It's tempting to get annoyed at the insistence of Chief Teresa Spence, now in her second month of fasting on Victoria Island, that the Governor General be a full participant in top-level meetings with Canada's Indigenous leaders. Commentators of all stripes have duly noted that the GG can't get involved in political discussions, because his role is strictly ceremonial. If Indigenous leaders want meetings that will bring actual progress, therefore, David Johnston - Canada's current Governor General - needs to be absent. Insisting on his presence seems somehow perverse, naive, self-defeating; one might even say childish in its wrong-headed stubbornness - but that would be an awkward reminder of the ideological underpinnings of Indians' on-going subordinated legal status in Canada.

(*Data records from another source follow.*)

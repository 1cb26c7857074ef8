/// Splits free text into an ordered list, one entry per non-empty line.
/// Leading bullet marks (`-`, `*`, `•`) are dropped.
pub fn split_lines(input: &str) -> Vec<String> {
    input
        .lines()
        .map(|line| {
            line.trim()
                .trim_start_matches(['-', '*', '•'])
                .trim()
                .to_string()
        })
        .filter(|line| !line.is_empty())
        .collect()
}

/// Escapes LIKE/ILIKE wildcards so user input only matches literally.
pub fn escape_like(input: &str) -> String {
    let mut out = String::with_capacity(input.len());
    for c in input.chars() {
        if matches!(c, '%' | '_' | '\\') {
            out.push('\\');
        }
        out.push(c);
    }
    out
}

pub fn contains_ignore_case(haystack: &str, needle: &str) -> bool {
    haystack.to_lowercase().contains(&needle.to_lowercase())
}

And it is easy to criticize Theresa Spence; pundits have certainly not been shy about it. But she is actually putting her health and her very life on the line. When have we ever seen such a thing in Canada? And the thing is, Chief Spence has got it exactly right with the Governor General. It is indeed a fact that in the ordinary course of Canadian politics, the GG is and needs to be an apolitical figurehead. And here's the rub: in the ordinary course of Canadian politics, nothing ever changes for the better for Indigenous peoples (judicial decisions don't count, being exactly that, judicial, rather than a part of the small-p political process). So, what's needed is to step outside of the ordinary course. How better to do that than to return to first principles - in this case, the Canadian state's existence within the British Crown's sovereignty?

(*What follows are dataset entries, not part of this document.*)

use axum::{
    extract::State,
    http::StatusCode,
    response::{IntoResponse, Json},
    Extension,
};
use validator::Validate;

use crate::{
    dto::auth_dto::{LoginPayload, LoginResponse, PreferencesPayload, PreferencesResponse},
    error::Result,
    utils::token::Claims,
    AppState,
};

#[utoipa::path(
    post,
    path = "/api/auth/login",
    request_body = LoginPayload,
    responses(
        (status = 200, description = "Session started", body = Json<LoginResponse>),
        (status = 401, description = "Invalid email or password")
    )
)]
#[axum::debug_handler]
pub async fn login(
    State(state): State<AppState>,
    Json(payload): Json<LoginPayload>,
) -> Result<impl IntoResponse> {
    payload.validate()?;
    let session = state.auth_service.login(payload).await?;
    Ok(Json(session))
}

#[utoipa::path(
    post,
    path = "/api/auth/logout",
    responses(
        (status = 204, description = "Session ended"),
        (status = 401, description = "Missing or invalid token")
    )
)]
#[axum::debug_handler]
pub async fn logout(
    State(state): State<AppState>,
    Extension(claims): Extension<Claims>,
) -> Result<impl IntoResponse> {
    state.auth_service.logout(&claims).await;
    Ok(StatusCode::NO_CONTENT)
}

#[axum::debug_handler]
pub async fn me(
    State(state): State<AppState>,
    Extension(claims): Extension<Claims>,
) -> Result<impl IntoResponse> {
    let user = state.auth_service.me(claims.sub).await?;
    Ok(Json(user))
}

#[utoipa::path(
    get,
    path = "/api/me/preferences",
    responses(
        (status = 200, description = "Stored preferences", body = Json<PreferencesResponse>)
    )
)]
#[axum::debug_handler]
pub async fn get_preferences(
    State(state): State<AppState>,
    Extension(claims): Extension<Claims>,
) -> Result<impl IntoResponse> {
    let theme = state.auth_service.theme(claims.sub).await?;
    Ok(Json(PreferencesResponse { theme }))
}

#[utoipa::path(
    put,
    path = "/api/me/preferences",
    request_body = PreferencesPayload,
    responses(
        (status = 200, description = "Preferences saved", body = Json<PreferencesResponse>)
    )
)]
#[axum::debug_handler]
pub async fn update_preferences(
    State(state): State<AppState>,
    Extension(claims): Extension<Claims>,
    Json(payload): Json<PreferencesPayload>,
) -> Result<impl IntoResponse> {
    let theme = state.auth_service.set_theme(claims.sub, &payload.theme).await?;
    Ok(Json(PreferencesResponse { theme }))
}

With regard to the Crown and its Number One representative in Canada (the GG), Prime Minister Stephen Harper has sown the seeds of his own current troubles, and not just once. First, in the so-called "coalition crisis" back in 2008, he showed all Canadians that the Governor General actually matters, politically and legally. Harper obtained from then-GG Michaelle Jean that she prorogue Parliament in the face of his loss of the House of Commons' confidence, and that is how he got to remain Prime Minister. On this occasion, the Crown's sovereignty set itself squarely against the will of majority of the Canadian people's elected representatives. According to at least one of his former advisors, Harper was ready to appeal directly to Queen Elizabeth II if Jean was to turn him down. So much for Crown's and the GG's apolitical role, especially in light of all that the Harper government has done since 2008.
Second, the Prime Minister's Office pointedly corrected Jean on a later occasion after she had said that she was Canada's head of state: Harper's people made it clear that Canada's head of state is in fact Queen Elizabeth, and that the Governor General is merely her representative. Technically, the PMO was correct, but this was largely a distinction without a difference; the only reason for the rebuke was to humiliate Jean. Still, this was another way for the government to affirm the Crown's importance.
Third, it has become clear through numerous initiatives that this government is peculiarly infatuated with the monarchy. This extended, a year ago, to the unprecedented and inaccurate branding of a high-profile meeting between top federal officials and Indigenous representatives as a "Crown-First Nations Gathering" (see my blog post about this on January 29th of last year).
So, the Harper government likes to remind Canadians that we are all under the Crown's authority. And it likes to wrap itself in the Crown's gravitas. Let's bring in the Crown, then. But the constitutional fact remains that "the Crown," in Canada, is first and last the Queen, represented federally by the Governor General.
It has now been thirty years since the federal government stepped away, in rhetoric if nothing else, from its long-standing attempt at assimilating Indigenous peoples. But the old policy has not actually been replaced, as politicians (backed by the great majority of the population) can't be bothered to deal seriously with Indigenous claims. That is why the only way forward, sort-of, has been the courts. But this can only go so far: if there is to be reconciliation, a new deal between Indigenous people and Canada, it can only happen through political discussion. Given the general uselessness of politicians in dealing with Indigenous claims, then, why shouldn't Indigenous people turn to the Crown itself? Isn't this, in particular, a way to show that the PM has no clothes?
Such a strategy is inedeed especially relevant in the age of Harper. It has been more than a little distressing to watch the Idle No More movement develop, and Chief Spence's hunger strike add day upon day, and week upon week, knowing that they are facing the government most hostile to their aspirations in decades. The simple fact is that the Harper government is not going to change its stripes: there is just no way that Indigenous claims to sovereignty, to control over their territory and development are going to get any traction with this government. The Prime Minister did eventually agree to last Friday's meeting with Indigenous leaders, but he did so in such a way as to deepen divisions among them, and to make it impossible for Chief Spence to claim victory. As for the substance of the meeting, there was never going to be any.
Calling on the Governor General, which is to say "the Crown," to become directly involved amounts to calling all politicians' 30-year old bluff. It also says that talking to this Prime Minister, in particular, is not going to get Indigenous people anywhere.
 I have written about this crisis in the 2010 and 2011 editions of The USA and Canada. Europa Regional Surveys of the World (London, Routledge / Taylor & Francis). Lawrence Martin has written about the claim by Harper's former aide in his book, Harperland. The Politics of Control (Toronto, Penguin, 2010).